First, let’s look at what Marubeni Corp. is actually engaged in. All the trading houses are basically conglomerates that were historically more geared towards commodity-related activities. But all the houses have been diversifying beyond those industries. Often, the houses have hundreds or even in excess of a thousand stakes in businesses. Some are considered subsidiaries and are consolidated if the company holds a 50% or larger stake. Stakes between 20% and 50% are accounted for using the equity method.
Marubeni’s business is organized in five groups:
- Food & Consumer Products Group – Includes grain and food trading but also insurance and real estate services.
- Chemical & Forest Products Group – Includes trading in chemicals but also the Helena Chemical Company, second-largest agricultural chemical distributor in the US, acquired from Bayer (OTCPK:BAYZF) in 1987 with sales of $4.6 billion. Publicly traded Nutrien (NTR) is valued at about 1.1x sales.
- Energy & Metals Group – Trades in oil, gas, as well as many different metals.
- Power Projects & Plant Group – Develops power plants, environmental plants, marine projects, industrial plants and transport infrastructure.
- Transportation & Industrial Machinery Group – Trades in aircraft and owns 75% of the previously publicly traded Aircastle. A transaction it ships, automobiles, and construction and inclosed in March 2020 and announced in November 2019. In other words; fairly disastrous timing.
Under normalized circumstances, companies like Helena Chemical company and the 75% stake in Aircastle alone could be worth close to $10 billion by themselves as independent publicly traded companies.

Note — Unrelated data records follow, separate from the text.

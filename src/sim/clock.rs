//! Fixed-step frame clock
//!
//! Converts wall-clock frame deltas into a whole number of simulation ticks.

use crate::consts::{MAX_SUBSTEPS, SIM_DT};
use crate::error::{Result, SimError};

/// Largest frame delta accepted in one call (seconds)
const MAX_FRAME_DELTA: f32 = 0.1;

/// Accumulator that hands out fixed ticks
#[derive(Debug, Clone)]
pub struct FrameClock {
    step: f32,
    accumulator: f32,
}

impl Default for FrameClock {
    fn default() -> Self {
        Self {
            step: SIM_DT,
            accumulator: 0.0,
        }
    }
}

impl FrameClock {
    /// Clock with a custom tick length; `step` must be positive and finite
    pub fn new(step: f32) -> Result<Self> {
        if !(step > 0.0 && step.is_finite()) {
            return Err(SimError::InvalidSettings(format!(
                "frame clock step must be positive, got {step}"
            )));
        }
        Ok(Self {
            step,
            accumulator: 0.0,
        })
    }

    /// Add elapsed time and return how many ticks to run now.
    ///
    /// Long stalls are clamped and at most `MAX_SUBSTEPS` ticks are
    /// returned; leftover time beyond that is dropped.
    pub fn advance(&mut self, elapsed: f32) -> u32 {
        if elapsed.is_finite() {
            self.accumulator += elapsed.clamp(0.0, MAX_FRAME_DELTA);
        }

        let mut ticks = 0;
        while self.accumulator >= self.step && ticks < MAX_SUBSTEPS {
            self.accumulator -= self.step;
            ticks += 1;
        }
        if ticks == MAX_SUBSTEPS {
            self.accumulator = self.accumulator.min(self.step);
        }
        ticks
    }

    /// Fraction of a tick waiting in the accumulator
    pub fn alpha(&self) -> f32 {
        self.accumulator / self.step
    }
}

#[cfg(test)]
mod tests {
    use super::*;

    #[test]
    fn test_exact_steps() {
        let mut clock = FrameClock::new(0.25).unwrap();
        assert_eq!(clock.advance(0.1), 0);
        assert_eq!(clock.advance(0.1), 0);
        assert_eq!(clock.advance(0.1), 1);
        assert!((clock.alpha() - 0.2).abs() < 1e-4);
    }

    #[test]
    fn test_stall_is_capped() {
        let mut clock = FrameClock::new(0.001).unwrap();
        assert_eq!(clock.advance(10.0), MAX_SUBSTEPS);
        assert!(clock.alpha() <= 1.0);
    }

    #[test]
    fn test_rejects_degenerate_step() {
        for step in [0.0, -0.01, f32::NAN, f32::INFINITY] {
            assert!(matches!(
                FrameClock::new(step),
                Err(SimError::InvalidSettings(_))
            ));
        }
    }

    #[test]
    fn test_negative_delta_ignored() {
        let mut clock = FrameClock::default();
        assert_eq!(clock.advance(-1.0), 0);
        assert_eq!(clock.advance(f32::NAN), 0);
        assert_eq!(clock.alpha(), 0.0);
    }

    #[test]
    fn test_sixty_hz_frames() {
        let mut clock = FrameClock::default();
        let total: u32 = (0..60).map(|_| clock.advance(SIM_DT)).sum();
        assert!((59..=60).contains(&total));
    }
}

All the houses are very focused on reinventing themselves with an eye towards the future. In Marubeni’s case, it looks at a number of growth themes. The company doesn’t specifically lay out which sectors it is going to invest in (which I prefer as it leaves a more opportunistic approach dependent on how the future unfolds). But it does identify these themes, image below comes out of its annual report, and there’s nothing really surprising there:
The company does specifically state it is looking to grow towards 300 billion yen of net income per year in 2021. That’s a lot more than it’s currently doing but it has achieved 240 billion in past years.
To call out a few governance things I’m not thrilled with the performance-based compensation formula. It is based on a sum of consolidated net profit and core operating cash flow. I like per share metrics better. These metrics encourage empire building and discourage share repurchases.

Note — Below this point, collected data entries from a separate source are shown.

//! Sketch settings
//!
//! Everything that distinguished the historical sketch variants (palette,
//! speed ranges, orbit bands) lives here as data. Persisted as JSON.

use serde::{Deserialize, Serialize};
use std::path::Path;

use crate::consts::*;
use crate::error::{Result, SimError};
use crate::sim::color::{Palette, Rgb, palette};
use crate::sim::sampling::{OrbitBands, Sampler};

/// Named color pairs
#[derive(Debug, Clone, Copy, PartialEq, Eq, Serialize, Deserialize, Default)]
pub enum PalettePreset {
    /// Blue on the right, green on the left
    #[default]
    Meadow,
    /// Box clock red and blue
    Ember,
    /// Box clock green and blue
    Tide,
    /// Use `Settings::custom_palette`
    Custom,
}

impl PalettePreset {
    pub fn as_str(&self) -> &'static str {
        match self {
            PalettePreset::Meadow => "Meadow",
            PalettePreset::Ember => "Ember",
            PalettePreset::Tide => "Tide",
            PalettePreset::Custom => "Custom",
        }
    }

    pub fn from_str(s: &str) -> Option<Self> {
        match s.to_lowercase().as_str() {
            "meadow" => Some(PalettePreset::Meadow),
            "ember" => Some(PalettePreset::Ember),
            "tide" => Some(PalettePreset::Tide),
            "custom" => Some(PalettePreset::Custom),
            _ => None,
        }
    }

    /// Reference hues for this preset (`None` for `Custom`)
    pub fn palette(&self) -> Option<Palette> {
        match self {
            PalettePreset::Meadow => Some(Palette::default()),
            PalettePreset::Ember => Some(Palette {
                a: palette::clock_red(),
                b: palette::clock_blue(),
            }),
            PalettePreset::Tide => Some(Palette {
                a: palette::clock_green(),
                b: palette::clock_blue(),
            }),
            PalettePreset::Custom => None,
        }
    }
}

/// Signed speed range that avoids a band around zero
#[derive(Debug, Clone, Copy, PartialEq, Serialize, Deserialize)]
pub struct SpeedRange {
    /// Maximum magnitude (exclusive)
    pub range: f32,
    /// Minimum magnitude
    pub tolerance: f32,
}

impl SpeedRange {
    pub const fn new(range: f32, tolerance: f32) -> Self {
        Self { range, tolerance }
    }

    pub fn sample(&self, sampler: &mut Sampler) -> Result<f32> {
        sampler.zero_avoiding(self.range, self.tolerance)
    }

    fn validate(&self, name: &str) -> Result<()> {
        if !(self.tolerance >= 0.0 && self.tolerance < self.range && self.range.is_finite()) {
            return Err(SimError::InvalidSettings(format!(
                "{name} speed needs 0 <= tolerance < range, got range {} tolerance {}",
                self.range, self.tolerance
            )));
        }
        Ok(())
    }
}

/// Orbiting squares settings
#[derive(Debug, Clone, PartialEq, Serialize, Deserialize)]
pub struct Settings {
    /// Number of squares, fixed for the lifetime of a simulation
    pub population: usize,
    /// Viewport width in pixels; unit-relative sizes and radii scale by this
    pub viewport_width: f32,
    /// Render depth shared by every square
    #[serde(default)]
    pub z: f32,

    // === Shape ===
    /// Smallest edge length, relative to viewport width
    pub size_min: f32,
    /// Largest edge length (exclusive), relative to viewport width
    pub size_max: f32,

    // === Motion ===
    /// Orbit band distribution
    #[serde(default)]
    pub orbit: OrbitBands,
    /// Orbit speed per tick (radians)
    pub orbit_speed: SpeedRange,
    /// Spin speed per tick (radians)
    pub spin_speed: SpeedRange,

    // === Color ===
    pub palette: PalettePreset,
    /// Used when `palette` is `Custom`
    #[serde(default)]
    pub custom_palette: Option<Palette>,
    /// Per-tick blend jitter (± fraction)
    pub color_jitter: f32,
    /// Clear color for the host renderer
    pub background: Rgb,
}

impl Default for Settings {
    fn default() -> Self {
        Self {
            population: SQUARE_COUNT,
            viewport_width: VIEWPORT_WIDTH,
            z: 0.0,

            size_min: SQUARE_SIZE_MIN,
            size_max: SQUARE_SIZE_MAX,

            orbit: OrbitBands::default(),
            orbit_speed: SpeedRange::new(ORBIT_SPEED_RANGE, ORBIT_SPEED_TOLERANCE),
            spin_speed: SpeedRange::new(SPIN_SPEED_RANGE, SPIN_SPEED_TOLERANCE),

            palette: PalettePreset::Meadow,
            custom_palette: None,
            color_jitter: COLOR_JITTER,
            background: palette::grey(),
        }
    }
}

impl Settings {
    /// Create settings from a palette preset
    pub fn from_preset(preset: PalettePreset) -> Self {
        Self {
            palette: preset,
            ..Self::default()
        }
    }

    /// Reference hues in effect (custom palette falls back to the default pair)
    pub fn palette(&self) -> Palette {
        self.palette
            .palette()
            .or(self.custom_palette)
            .unwrap_or_default()
    }

    /// Check every sampling precondition up front
    pub fn validate(&self) -> Result<()> {
        if !(self.viewport_width > 0.0 && self.viewport_width.is_finite()) {
            return Err(SimError::InvalidSettings(format!(
                "viewport width must be positive, got {}",
                self.viewport_width
            )));
        }
        if !(self.size_min > 0.0 && self.size_min <= self.size_max && self.size_max.is_finite()) {
            return Err(SimError::InvalidSettings(format!(
                "size range must satisfy 0 < min <= max, got [{}, {})",
                self.size_min, self.size_max
            )));
        }
        self.orbit.validate()?;
        self.orbit_speed.validate("orbit")?;
        self.spin_speed.validate("spin")?;
        if !(self.color_jitter >= 0.0 && self.color_jitter <= 1.0) {
            return Err(SimError::InvalidSettings(format!(
                "color jitter must be within [0, 1], got {}",
                self.color_jitter
            )));
        }
        if self.palette == PalettePreset::Custom && self.custom_palette.is_none() {
            return Err(SimError::InvalidSettings(
                "custom palette selected but none given".to_string(),
            ));
        }
        Ok(())
    }

    /// Load settings from a JSON file and validate them
    pub fn load(path: impl AsRef<Path>) -> Result<Self> {
        let path = path.as_ref();
        let json = std::fs::read_to_string(path)?;
        let settings: Settings = serde_json::from_str(&json)?;
        settings.validate()?;
        log::info!("Loaded settings from {}", path.display());
        Ok(settings)
    }

    /// Load settings, falling back to defaults on any error
    pub fn load_or_default(path: impl AsRef<Path>) -> Self {
        let path = path.as_ref();
        match Self::load(path) {
            Ok(settings) => settings,
            Err(err) => {
                log::warn!("Using default settings ({}): {}", path.display(), err);
                Self::default()
            }
        }
    }

    /// Save settings as pretty JSON
    pub fn save(&self, path: impl AsRef<Path>) -> Result<()> {
        let path = path.as_ref();
        let json = serde_json::to_string_pretty(self)?;
        std::fs::write(path, json)?;
        log::info!("Settings saved to {}", path.display());
        Ok(())
    }
}

#[cfg(test)]
mod tests {
    use super::*;

    #[test]
    fn test_default_settings_are_valid() {
        assert!(Settings::default().validate().is_ok());
        for preset in [PalettePreset::Meadow, PalettePreset::Ember, PalettePreset::Tide] {
            assert!(Settings::from_preset(preset).validate().is_ok());
        }
    }

    #[test]
    fn test_preset_names_round_trip() {
        for preset in [
            PalettePreset::Meadow,
            PalettePreset::Ember,
            PalettePreset::Tide,
            PalettePreset::Custom,
        ] {
            assert_eq!(PalettePreset::from_str(preset.as_str()), Some(preset));
        }
        assert_eq!(PalettePreset::from_str("nope"), None);
    }

    #[test]
    fn test_invalid_speed_range_rejected() {
        let mut settings = Settings::default();
        settings.spin_speed = SpeedRange::new(0.005, 0.005);
        assert!(matches!(
            settings.validate(),
            Err(SimError::InvalidSettings(_))
        ));
    }

    #[test]
    fn test_invalid_sizes_rejected() {
        let mut settings = Settings::default();
        settings.size_min = 0.1;
        settings.size_max = 0.05;
        assert!(settings.validate().is_err());

        let mut settings = Settings::default();
        settings.viewport_width = 0.0;
        assert!(settings.validate().is_err());
    }

    #[test]
    fn test_custom_palette() {
        let mut settings = Settings::from_preset(PalettePreset::Custom);
        assert!(settings.validate().is_err());

        let custom = Palette {
            a: Rgb::new(1.0, 0.0, 0.0),
            b: Rgb::new(0.0, 0.0, 1.0),
        };
        settings.custom_palette = Some(custom);
        assert!(settings.validate().is_ok());
        assert_eq!(settings.palette(), custom);
    }

    #[test]
    fn test_save_and_load() {
        let dir = std::env::temp_dir().join(format!("orbit-squares-{}", std::process::id()));
        std::fs::create_dir_all(&dir).unwrap();
        let path = dir.join("settings.json");

        let mut settings = Settings::from_preset(PalettePreset::Ember);
        settings.population = 12;
        settings.save(&path).unwrap();
        let loaded = Settings::load(&path).unwrap();
        assert_eq!(loaded, settings);

        std::fs::remove_dir_all(&dir).unwrap();
    }

    #[test]
    fn test_load_or_default_on_missing_file() {
        let settings = Settings::load_or_default("/nonexistent/orbit-squares.json");
        assert_eq!(settings, Settings::default());
    }

    #[test]
    fn test_partial_json_uses_defaults_for_optional_fields() {
        let json = r#"{
            "population": 5,
            "viewport_width": 800.0,
            "size_min": 0.01,
            "size_max": 0.02,
            "orbit_speed": { "range": 0.02, "tolerance": 0.001 },
            "spin_speed": { "range": 0.2, "tolerance": 0.01 },
            "palette": "Tide",
            "color_jitter": 0.0,
            "background": { "r": 0.0, "g": 0.0, "b": 0.0 }
        }"#;
        let settings: Settings = serde_json::from_str(json).unwrap();
        assert_eq!(settings.orbit, OrbitBands::default());
        assert_eq!(settings.z, 0.0);
        assert!(settings.validate().is_ok());
    }
}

I think it is commendable that the firm tracks metrics like female employees in executive positions. But 5.9% is painfully low. To add some context, Catalyst estimates 29% of execs on a global basis to be female.
I’m impressed with the company’s long-term direction and believe it stands out among the houses. The company specifically calls out a shifting balance of world powers as a global change towards 2030 and expects disruptions to be the status quo. It also views change as offering opportunities and is highly focused on threats to existing business models. In my humble opinion, it is a huge advantage if management recognizes the limited shelf life of its businesses and strategies. That will allow them to manage assets appropriately and make the most of them. Instead of endlessly trying to prop up zombie businesses.

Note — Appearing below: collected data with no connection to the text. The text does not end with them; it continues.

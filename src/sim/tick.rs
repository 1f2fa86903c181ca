//! Per-frame simulation tick
//!
//! Advances every square once: orbit, then spin, then recolor.

use super::motion::{step_orbit, step_spin};
use super::state::SimState;

/// Input for a single tick
#[derive(Debug, Clone)]
pub struct TickInput {
    /// Multiplier on every angular increment (1.0 = one fixed step)
    pub time_scale: f32,
}

impl Default for TickInput {
    fn default() -> Self {
        Self { time_scale: 1.0 }
    }
}

/// Advance the simulation by one tick.
///
/// A non-finite `time_scale` is treated as zero: squares hold their place
/// and only the color jitter changes.
pub fn tick(state: &mut SimState, input: &TickInput) {
    let scale = if input.time_scale.is_finite() {
        input.time_scale
    } else {
        log::warn!("Ignoring non-finite time scale {}", input.time_scale);
        0.0
    };
    let (squares, sampler, palette, jitter_amount) = state.parts_mut();

    for square in squares.iter_mut() {
        step_orbit(square, scale);
        step_spin(square, scale);
        square.recolor(sampler.spread(jitter_amount), palette);
    }

    state.time_ticks += 1;
}

#[cfg(test)]
mod tests {
    use super::*;
    use crate::settings::Settings;
    use crate::sim::color::{Palette, color_for};
    use crate::sim::square::Square;
    use glam::Vec2;
    use std::f32::consts::FRAC_PI_2;

    #[test]
    fn test_single_square_full_revolution() {
        let square = Square::new(0, Vec2::new(1.0, 0.0), 1.0, FRAC_PI_2, 0.1, &Palette::default())
            .unwrap();
        let mut state = SimState::with_squares(Settings::default(), 1, vec![square]).unwrap();

        let input = TickInput::default();
        for _ in 0..4 {
            tick(&mut state, &input);
        }

        let pos = state.squares()[0].pos;
        assert!((pos - Vec2::new(1.0, 0.0)).length() < 1e-5, "{pos:?}");
        assert_eq!(state.time_ticks, 4);
    }

    #[test]
    fn test_thousand_ticks_keep_sizes() {
        let mut state = SimState::new(Settings::default(), 424242).unwrap();
        assert_eq!(state.squares().len(), 100);
        let sizes: Vec<f32> = state.squares().iter().map(|s| s.size).collect();

        let input = TickInput::default();
        for _ in 0..1000 {
            tick(&mut state, &input);
            for (square, size) in state.squares().iter().zip(&sizes) {
                assert_eq!(square.size, *size);
            }
        }
        assert_eq!(state.squares().len(), 100);
    }

    #[test]
    fn test_tick_updates_every_square() {
        let mut settings = Settings::default();
        settings.population = 20;
        let mut state = SimState::new(settings, 3).unwrap();
        let before = state.squares().to_vec();

        tick(&mut state, &TickInput::default());

        for (old, new) in before.iter().zip(state.squares()) {
            assert_ne!(old.pos, new.pos);
            assert_ne!(old.spin, new.spin);
            assert_eq!(new.polar_angle, crate::polar_angle(new.pos));
        }
    }

    #[test]
    fn test_color_stays_within_jitter_of_mapping() {
        let mut state = SimState::new(Settings::default(), 99).unwrap();
        let palette = *state.palette();
        let jitter = state.settings().color_jitter;
        tick(&mut state, &TickInput::default());

        for square in state.squares() {
            let low = color_for(square.polar_angle, -jitter, &palette);
            let high = color_for(square.polar_angle, jitter, &palette);
            for (c, (a, b)) in [
                (square.color.r, (low.r, high.r)),
                (square.color.g, (low.g, high.g)),
                (square.color.b, (low.b, high.b)),
            ] {
                assert!(c >= a.min(b) - 1e-5 && c <= a.max(b) + 1e-5);
            }
        }
    }

    #[test]
    fn test_zero_jitter_is_periodic() {
        let square =
            Square::new(0, Vec2::new(5.0, 0.0), 1.0, FRAC_PI_2, 0.1, &Palette::default()).unwrap();
        let mut settings = Settings::default();
        settings.color_jitter = 0.0;
        let mut state = SimState::with_squares(settings, 1, vec![square]).unwrap();
        let start = state.squares()[0].color;

        for _ in 0..4 {
            tick(&mut state, &TickInput::default());
        }
        let end = state.squares()[0].color;
        assert!((start.r - end.r).abs() < 1e-4);
        assert!((start.g - end.g).abs() < 1e-4);
        assert!((start.b - end.b).abs() < 1e-4);
    }

    #[test]
    fn test_non_finite_time_scale_holds_position() {
        let mut state = SimState::new(Settings::default(), 17).unwrap();
        let before = state.squares().to_vec();

        for time_scale in [f32::NAN, f32::INFINITY, f32::NEG_INFINITY] {
            tick(&mut state, &TickInput { time_scale });
        }

        for (old, new) in before.iter().zip(state.squares()) {
            assert_eq!(old.pos, new.pos);
            assert_eq!(old.spin, new.spin);
            assert_eq!(old.polar_angle, new.polar_angle);
            for c in [new.color.r, new.color.g, new.color.b] {
                assert!((0.0..=1.0).contains(&c));
            }
        }
        assert_eq!(state.time_ticks, 3);

        // A finite scale afterwards moves squares again
        tick(&mut state, &TickInput::default());
        assert_ne!(before[0].pos, state.squares()[0].pos);
    }

    #[test]
    fn test_same_seed_same_run() {
        let mut a = SimState::new(Settings::default(), 5).unwrap();
        let mut b = SimState::new(Settings::default(), 5).unwrap();
        for _ in 0..50 {
            tick(&mut a, &TickInput::default());
            tick(&mut b, &TickInput::default());
        }
        assert_eq!(a.squares(), b.squares());
    }
}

Finally, the company paid fines in 2012 and 2014 to settle government cases related to alleged bribery of Indonesian and Nigerian officials according to its Wikipedia.
On to some of the positives, here’s a quote from the annual report that spoke to me:
We extensively engaged in frank discussions with employees, who have built our existing business models, asking them how long they expect those business models to last under an organizational structure based predominantly on product verticals, the conventional trading company framework. We were told that current business models would survive for another 2-3 years, 4-5 years or in some cases 10 years but there were few business models that frontline employees were confident would survive beyond 10 years.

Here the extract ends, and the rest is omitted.